=== Provided entries ===
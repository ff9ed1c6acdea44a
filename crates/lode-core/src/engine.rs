// SPDX-License-Identifier: Apache-2.0
// © James Ross Ω FLYING•ROBOTS <https://github.com/flyingrobots>
//! The simulation engine: one serialized owner of the world and its
//! command queue.
//!
//! `advance` is the only public stepping entry point. It converts the
//! injected wall clock into a bounded number of back-to-back ticks
//! (catch-up), drains the queue in stable order for each, and hands back a
//! snapshot. Journal drains are separate calls so the broadcast layer can
//! retry after encode failures (at-least-once).

use std::collections::BTreeMap;

use crate::command::{Command, CommandQueue, EnqueueError};
use crate::config::{ConfigError, WorldConfig};
use crate::journal::{EffectUpdateFields, KeyframeRecordOutcome, ResyncHint};
use crate::snapshot::{Keyframe, TickSnapshot};
use crate::world::{ConsoleOutcome, World};

/// Maximum back-to-back ticks processed when the loop falls behind.
pub const CATCHUP_MAX_TICKS: u32 = 8;

/// The deterministic simulation engine.
#[derive(Debug)]
pub struct Engine {
    world: World,
    queue: CommandQueue,
    last_now_ms: Option<u64>,
    catchup_max_ticks: u32,
}

impl Engine {
    /// Builds an engine around a fresh world.
    ///
    /// # Errors
    /// [`ConfigError`] when the config cannot host a world.
    pub fn new(config: WorldConfig) -> Result<Self, ConfigError> {
        Ok(Self {
            world: World::new(config)?,
            queue: CommandQueue::default(),
            last_now_ms: None,
            catchup_max_ticks: CATCHUP_MAX_TICKS,
        })
    }

    /// Read access to the world.
    #[must_use]
    pub fn world(&self) -> &World {
        &self.world
    }

    /// Mutable world access for composition (join, reset) and tests.
    pub fn world_mut(&mut self) -> &mut World {
        &mut self.world
    }

    /// Current tick.
    #[must_use]
    pub fn current_tick(&self) -> u64 {
        self.world.tick()
    }

    /// Enqueues a command for the next tick.
    ///
    /// # Errors
    /// [`EnqueueError::UnknownActor`] when the actor does not exist, plus
    /// the queue's own capacity errors.
    pub fn enqueue(&mut self, command: Command) -> Result<(), EnqueueError> {
        if !self.world.has_actor(&command.actor_id) {
            return Err(EnqueueError::UnknownActor);
        }
        self.queue.enqueue(command)
    }

    /// Applies commands directly, bypassing the queue (tests, scripts).
    pub fn apply(&mut self, commands: &[Command]) {
        for command in commands {
            self.world.apply_command(command);
        }
    }

    /// Runs exactly one tick at the injected clock.
    pub fn step(&mut self, now_ms: u64) {
        let commands = self.queue.drain();
        self.world.advance(now_ms, &commands);
    }

    /// Advances the simulation to `now_ms`, processing up to the catch-up
    /// cap of back-to-back ticks, and returns the resulting snapshot.
    pub fn advance(&mut self, now_ms: u64) -> TickSnapshot {
        let tick_millis = self.world.config().tick_millis().max(1);
        let pending = match self.last_now_ms {
            None => 1,
            Some(last) => {
                let elapsed = now_ms.saturating_sub(last);
                ((elapsed / tick_millis) as u32).max(1)
            }
        };
        let ticks = pending.min(self.catchup_max_ticks);
        for i in 0..ticks {
            // Interior ticks get interpolated clocks; the last gets `now`.
            let t = if ticks == 1 || i + 1 == ticks {
                now_ms
            } else {
                now_ms.saturating_sub(u64::from(ticks - 1 - i) * tick_millis)
            };
            self.step(t);
        }
        self.last_now_ms = Some(now_ms);
        self.snapshot()
    }

    /// The current snapshot: live views plus copies of the staged diffs.
    pub fn snapshot(&mut self) -> TickSnapshot {
        TickSnapshot {
            tick: self.world.tick(),
            players: self.world.players_snapshot(),
            npcs: self.world.npcs_snapshot(),
            effects: self.world.effects_snapshot(),
            effect_triggers: self.world.drain_effect_triggers(),
            ground_items: self.world.ground_items_snapshot(),
            patches: self.world.journal().snapshot_patches(),
            effect_events: self.world.journal().snapshot_effect_events(),
        }
    }

    /// Drains console outcomes staged during the last tick(s).
    pub fn drain_console_outcomes(&mut self) -> Vec<ConsoleOutcome> {
        self.world.drain_console_outcomes()
    }

    // ── Journal passthrough ────────────────────────────────────────────

    /// Empties and returns staged patches.
    pub fn drain_patches(&mut self) -> Vec<crate::patch::Patch> {
        self.world.journal_mut().drain_patches()
    }

    /// Copies staged patches without clearing.
    #[must_use]
    pub fn snapshot_patches(&self) -> Vec<crate::patch::Patch> {
        self.world.journal().snapshot_patches()
    }

    /// Re-prepends drained patches after an encode failure.
    pub fn restore_patches(&mut self, drained: Vec<crate::patch::Patch>) {
        self.world.journal_mut().restore_patches(drained);
    }

    /// Empties and returns staged lifecycle events.
    pub fn drain_effect_events(&mut self) -> crate::events::EffectEventBatch {
        self.world.journal_mut().drain_effect_events()
    }

    /// Copies staged lifecycle events without clearing.
    #[must_use]
    pub fn snapshot_effect_events(&self) -> crate::events::EffectEventBatch {
        self.world.journal().snapshot_effect_events()
    }

    /// Re-prepends drained lifecycle events after an encode failure.
    pub fn restore_effect_events(&mut self, drained: crate::events::EffectEventBatch) {
        self.world.journal_mut().restore_effect_events(drained);
    }

    /// Per-id effect sequence cursors.
    #[must_use]
    pub fn effect_seq_cursors(&self) -> BTreeMap<String, u64> {
        self.world.journal().seq_cursors()
    }

    /// One-shot resync hint, when the journal armed one.
    pub fn consume_effect_resync_hint(&mut self) -> Option<ResyncHint> {
        self.world.journal_mut().consume_resync_hint()
    }

    /// Records an externally sequenced effect update (replay ingestion).
    pub fn record_external_effect_update(
        &mut self,
        id: &str,
        seq: u64,
        fields: EffectUpdateFields,
    ) -> Option<u64> {
        let tick = self.world.tick();
        self.world
            .journal_mut()
            .record_effect_update_external(tick, id, seq, fields)
    }

    // ── Keyframes ──────────────────────────────────────────────────────

    /// Captures and records a keyframe of the current state.
    pub fn record_keyframe(&mut self, now_ms: u64) -> KeyframeRecordOutcome {
        let frame = self.world.build_keyframe();
        self.world.journal_mut().record_keyframe(frame, now_ms)
    }

    /// A retained keyframe by ring sequence.
    #[must_use]
    pub fn keyframe_by_sequence(&self, sequence: u64) -> Option<&Keyframe> {
        self.world.journal().keyframe_by_sequence(sequence)
    }

    /// `(oldest, newest)` retained keyframe sequences.
    #[must_use]
    pub fn keyframe_window(&self) -> Option<(u64, u64)> {
        self.world.journal().keyframe_window()
    }

    /// The most recent retained keyframe.
    #[must_use]
    pub fn latest_keyframe(&self) -> Option<&Keyframe> {
        self.world.journal().latest_keyframe()
    }
}

#[cfg(test)]
mod tests {
    use super::*;
    use crate::command::{CommandPayload, EnqueueError};

    fn quiet_engine() -> Engine {
        Engine::new(WorldConfig {
            obstacles: false,
            gold_mines: false,
            lava: false,
            npcs: false,
            ..WorldConfig::default()
        })
        .unwrap()
    }

    fn move_cmd(actor: &str, origin_tick: u64) -> Command {
        Command {
            actor_id: actor.to_owned(),
            origin_tick,
            issued_at: 0,
            payload: CommandPayload::Move {
                dx: 1.0,
                dy: 0.0,
                facing: None,
            },
        }
    }

    #[test]
    fn enqueue_rejects_unknown_actor() {
        let mut engine = quiet_engine();
        assert_eq!(
            engine.enqueue(move_cmd("player-404", 0)),
            Err(EnqueueError::UnknownActor)
        );
    }

    #[test]
    fn advance_applies_queued_commands() {
        let mut engine = quiet_engine();
        let id = engine.world_mut().add_player().actor.id;
        let x0 = engine.world().player(&id).unwrap().actor.x;
        engine.enqueue(move_cmd(&id, 0)).unwrap();
        let snapshot = engine.advance(66);
        assert_eq!(snapshot.tick, 1);
        let x1 = engine.world().player(&id).unwrap().actor.x;
        assert!(x1 > x0);
    }

    #[test]
    fn catchup_is_capped() {
        let mut engine = quiet_engine();
        let _ = engine.advance(66);
        // A huge stall: far more than the cap's worth of elapsed time.
        let snapshot = engine.advance(66 + 1000 * 66);
        assert_eq!(snapshot.tick, 1 + u64::from(CATCHUP_MAX_TICKS));
    }

    #[test]
    fn stale_origin_ticks_still_apply() {
        let mut engine = quiet_engine();
        let id = engine.world_mut().add_player().actor.id;
        let _ = engine.advance(66);
        let _ = engine.advance(132);
        // A command stamped far in the past is applied, not discarded.
        engine.enqueue(move_cmd(&id, 0)).unwrap();
        let x0 = engine.world().player(&id).unwrap().actor.x;
        let _ = engine.advance(198);
        assert!(engine.world().player(&id).unwrap().actor.x > x0);
    }

    #[test]
    fn apply_bypasses_the_queue() {
        let mut engine = quiet_engine();
        let id = engine.world_mut().add_player().actor.id;
        let x0 = engine.world().player(&id).unwrap().actor.x;
        engine.apply(&[move_cmd(&id, 0)]);
        // The intent landed without a tick; movement happens on step.
        assert!(engine.world().player(&id).unwrap().intent_x > 0.0);
        engine.step(66);
        assert!(engine.world().player(&id).unwrap().actor.x > x0);
    }

    #[test]
    fn keyframe_round_trip() {
        let mut engine = quiet_engine();
        let _ = engine.advance(66);
        let outcome = engine.record_keyframe(66);
        assert_eq!(outcome.size, 1);
        assert_eq!(outcome.newest, 1);
        assert!(engine.keyframe_by_sequence(1).is_some());
        assert_eq!(engine.keyframe_window(), Some((1, 1)));
    }
}
// SPDX-License-Identifier: Apache-2.0
// © James Ross Ω FLYING•ROBOTS <https://github.com/flyingrobots>
//! Actors: players, NPCs, and the per-NPC blackboard.

use rustc_hash::FxHashMap;
use serde::{Deserialize, Serialize};

use crate::item::{Equipment, Inventory};

/// Cardinal facing for actors and effect aiming.
#[derive(Debug, Clone, Copy, PartialEq, Eq, Default, Serialize, Deserialize)]
#[serde(rename_all = "lowercase")]
pub enum Facing {
    /// Negative y.
    Up,
    /// Positive y.
    #[default]
    Down,
    /// Negative x.
    Left,
    /// Positive x.
    Right,
}

impl Facing {
    /// Unit direction vector for this facing.
    #[must_use]
    pub fn as_vec(self) -> (f64, f64) {
        match self {
            Self::Up => (0.0, -1.0),
            Self::Down => (0.0, 1.0),
            Self::Left => (-1.0, 0.0),
            Self::Right => (1.0, 0.0),
        }
    }

    /// Dominant facing for a movement vector; `None` when the vector is
    /// effectively zero.
    #[must_use]
    pub fn from_vec(dx: f64, dy: f64) -> Option<Self> {
        if dx == 0.0 && dy == 0.0 {
            return None;
        }
        Some(if dx.abs() >= dy.abs() {
            if dx >= 0.0 {
                Self::Right
            } else {
                Self::Left
            }
        } else if dy >= 0.0 {
            Self::Down
        } else {
            Self::Up
        })
    }
}

/// Fields shared by players and NPCs.
#[derive(Debug, Clone, PartialEq, Serialize, Deserialize)]
#[serde(rename_all = "camelCase")]
pub struct Actor {
    /// Unique actor id (`player-N` or `npc-N`).
    pub id: String,
    /// World x.
    pub x: f64,
    /// World y.
    pub y: f64,
    /// Current facing.
    pub facing: Facing,
    /// Hit points, clamped to `[0, max_health]`.
    pub health: i64,
    /// Maximum hit points.
    pub max_health: i64,
    /// Carried items.
    pub inventory: Inventory,
    /// Worn items.
    pub equipment: Equipment,
}

impl Actor {
    /// Constructs a full-health actor at a position.
    #[must_use]
    pub fn new(id: String, x: f64, y: f64, max_health: i64, inventory: Inventory) -> Self {
        Self {
            id,
            x,
            y,
            facing: Facing::default(),
            health: max_health,
            max_health,
            inventory,
            equipment: Equipment::default(),
        }
    }

    /// Squared distance to another actor.
    #[must_use]
    pub fn dist_sq_to(&self, other: &Actor) -> f64 {
        let dx = self.x - other.x;
        let dy = self.y - other.y;
        dx * dx + dy * dy
    }
}

/// Navmesh path-following state for one actor.
#[derive(Debug, Clone, PartialEq, Serialize, Deserialize)]
#[serde(rename_all = "camelCase")]
pub struct PathFollow {
    /// Final goal in world units.
    pub target: (f64, f64),
    /// Remaining waypoints, consumed front to back.
    pub waypoints: Vec<(f64, f64)>,
    /// Index of the next waypoint to chase.
    pub next_index: usize,
    /// Arrival radius in world units.
    pub arrive_radius: f64,
    /// Tick before which the path may not be replanned.
    pub replan_at: u64,
}

/// A connected player.
#[derive(Debug, Clone, PartialEq, Serialize, Deserialize)]
#[serde(rename_all = "camelCase")]
pub struct PlayerState {
    /// Shared actor fields.
    #[serde(flatten)]
    pub actor: Actor,
    /// Normalized movement intent x.
    pub intent_x: f64,
    /// Normalized movement intent y.
    pub intent_y: f64,
    /// Last heartbeat arrival, loop milliseconds.
    #[serde(skip)]
    pub last_heartbeat_ms: u64,
    /// Per-action cooldown expiry ticks.
    #[serde(skip)]
    pub cooldowns: FxHashMap<String, u64>,
    /// Active path-follow state, when any.
    #[serde(skip)]
    pub path: Option<PathFollow>,
    /// Bumped on every mutation; diagnostics only.
    #[serde(skip)]
    pub version: u64,
}

impl PlayerState {
    /// Constructs a player around an actor core.
    #[must_use]
    pub fn new(actor: Actor) -> Self {
        Self {
            actor,
            intent_x: 0.0,
            intent_y: 0.0,
            last_heartbeat_ms: 0,
            cooldowns: FxHashMap::default(),
            path: None,
            version: 0,
        }
    }
}

/// Number of AI ability slots.
pub const ABILITY_SLOTS: usize = 4;

/// Per-NPC memory used by the AI FSM.
#[derive(Debug, Clone, PartialEq, Default, Serialize, Deserialize)]
#[serde(rename_all = "camelCase")]
pub struct Blackboard {
    /// Index of the waypoint currently being traveled to.
    pub waypoint_index: usize,
    /// Best distance achieved toward the current waypoint.
    pub waypoint_best_dist: f64,
    /// Distance to the current waypoint at the last bookkeeping pass.
    pub waypoint_last_dist: f64,
    /// Ticks without progress toward the current waypoint.
    pub waypoint_stall: u32,
    /// Tick until which the NPC holds still (enter timers).
    pub wait_until: u64,
    /// Next tick the executor will evaluate this NPC.
    pub next_decision_at: u64,
    /// Tick the current state was entered.
    pub state_entered_tick: u64,
    /// Pinned perception target, when any.
    pub target_actor_id: Option<String>,
    /// Tick until which the chase persists after losing sight.
    pub chase_until: u64,
    /// Position at the last bookkeeping pass, for stuck detection.
    pub last_pos: (f64, f64),
    /// Distance moved since the last bookkeeping pass.
    pub last_move_delta: f64,
    /// Consecutive passes with movement below epsilon.
    pub stuck_counter: u32,
    /// Movement threshold below which a pass counts as stuck.
    pub stuck_epsilon: f64,
    /// Earliest tick each ability slot is ready again.
    pub next_ability_ready: [u64; ABILITY_SLOTS],
    /// Current wander destination, for random-destination behaviors.
    pub wander_target: Option<(f64, f64)>,
}

impl Blackboard {
    /// Fresh blackboard at a spawn position.
    #[must_use]
    pub fn at(x: f64, y: f64) -> Self {
        Self {
            waypoint_best_dist: f64::INFINITY,
            waypoint_last_dist: f64::INFINITY,
            last_pos: (x, y),
            stuck_epsilon: 0.5,
            ..Self::default()
        }
    }

    /// Resets waypoint progress bookkeeping (on waypoint advance).
    pub fn reset_waypoint_progress(&mut self) {
        self.waypoint_best_dist = f64::INFINITY;
        self.waypoint_last_dist = f64::INFINITY;
        self.waypoint_stall = 0;
    }
}

/// A server-driven NPC.
#[derive(Debug, Clone, PartialEq, Serialize, Deserialize)]
#[serde(rename_all = "camelCase")]
pub struct NpcState {
    /// Shared actor fields.
    #[serde(flatten)]
    pub actor: Actor,
    /// Type tag (`goblin`, `rat`).
    #[serde(rename = "type")]
    pub npc_type: String,
    /// Behavior config id, when FSM-driven.
    pub ai_config: Option<String>,
    /// Current FSM state index.
    pub state_index: usize,
    /// FSM memory.
    pub blackboard: Blackboard,
    /// Patrol waypoints in world units.
    pub waypoints: Vec<(f64, f64)>,
    /// Spawn anchor the NPC returns to.
    pub home: (f64, f64),
    /// Movement intent chosen by the AI this tick.
    #[serde(skip)]
    pub intent: (f64, f64),
    /// Active path-follow state, when any.
    #[serde(skip)]
    pub path: Option<PathFollow>,
}

impl NpcState {
    /// Constructs an NPC of `npc_type` at a spawn position.
    #[must_use]
    pub fn new(actor: Actor, npc_type: String, ai_config: Option<String>) -> Self {
        let home = (actor.x, actor.y);
        let blackboard = Blackboard::at(actor.x, actor.y);
        Self {
            actor,
            npc_type,
            ai_config,
            state_index: 0,
            blackboard,
            waypoints: Vec::new(),
            home,
            intent: (0.0, 0.0),
            path: None,
        }
    }
}

#[cfg(test)]
mod tests {
    use super::*;

    #[test]
    fn facing_from_vec_prefers_dominant_axis() {
        assert_eq!(Facing::from_vec(1.0, 0.2), Some(Facing::Right));
        assert_eq!(Facing::from_vec(-0.2, -1.0), Some(Facing::Up));
        assert_eq!(Facing::from_vec(0.5, 0.5), Some(Facing::Right));
        assert_eq!(Facing::from_vec(0.0, 0.0), None);
    }

    #[test]
    fn blackboard_at_starts_unstalled() {
        let bb = Blackboard::at(10.0, 20.0);
        assert_eq!(bb.last_pos, (10.0, 20.0));
        assert_eq!(bb.waypoint_stall, 0);
        assert!(bb.waypoint_best_dist.is_infinite());
    }
}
===
> What is expected
Copy out the lines above word for word, stopping after the line containing "reset) and tests.".

> Answer section
repository ff9ed1c6acdea44a
filename crates/lode-core/src/engine.rs
// SPDX-License-Identifier: Apache-2.0
// © James Ross Ω FLYING•ROBOTS <https://github.com/flyingrobots>
//! The simulation engine: one serialized owner of the world and its
//! command queue.
//!
//! `advance` is the only public stepping entry point. It converts the
//! injected wall clock into a bounded number of back-to-back ticks
//! (catch-up), drains the queue in stable order for each, and hands back a
//! snapshot. Journal drains are separate calls so the broadcast layer can
//! retry after encode failures (at-least-once).

use std::collections::BTreeMap;

use crate::command::{Command, CommandQueue, EnqueueError};
use crate::config::{ConfigError, WorldConfig};
use crate::journal::{EffectUpdateFields, KeyframeRecordOutcome, ResyncHint};
use crate::snapshot::{Keyframe, TickSnapshot};
use crate::world::{ConsoleOutcome, World};

/// Maximum back-to-back ticks processed when the loop falls behind.
pub const CATCHUP_MAX_TICKS: u32 = 8;

/// The deterministic simulation engine.
#[derive(Debug)]
pub struct Engine {
    world: World,
    queue: CommandQueue,
    last_now_ms: Option<u64>,
    catchup_max_ticks: u32,
}

impl Engine {
    /// Builds an engine around a fresh world.
    ///
    /// # Errors
    /// [`ConfigError`] when the config cannot host a world.
    pub fn new(config: WorldConfig) -> Result<Self, ConfigError> {
        Ok(Self {
            world: World::new(config)?,
            queue: CommandQueue::default(),
            last_now_ms: None,
            catchup_max_ticks: CATCHUP_MAX_TICKS,
        })
    }

    /// Read access to the world.
    #[must_use]
    pub fn world(&self) -> &World {
        &self.world
    }

    /// Mutable world access for composition (join, reset) and tests.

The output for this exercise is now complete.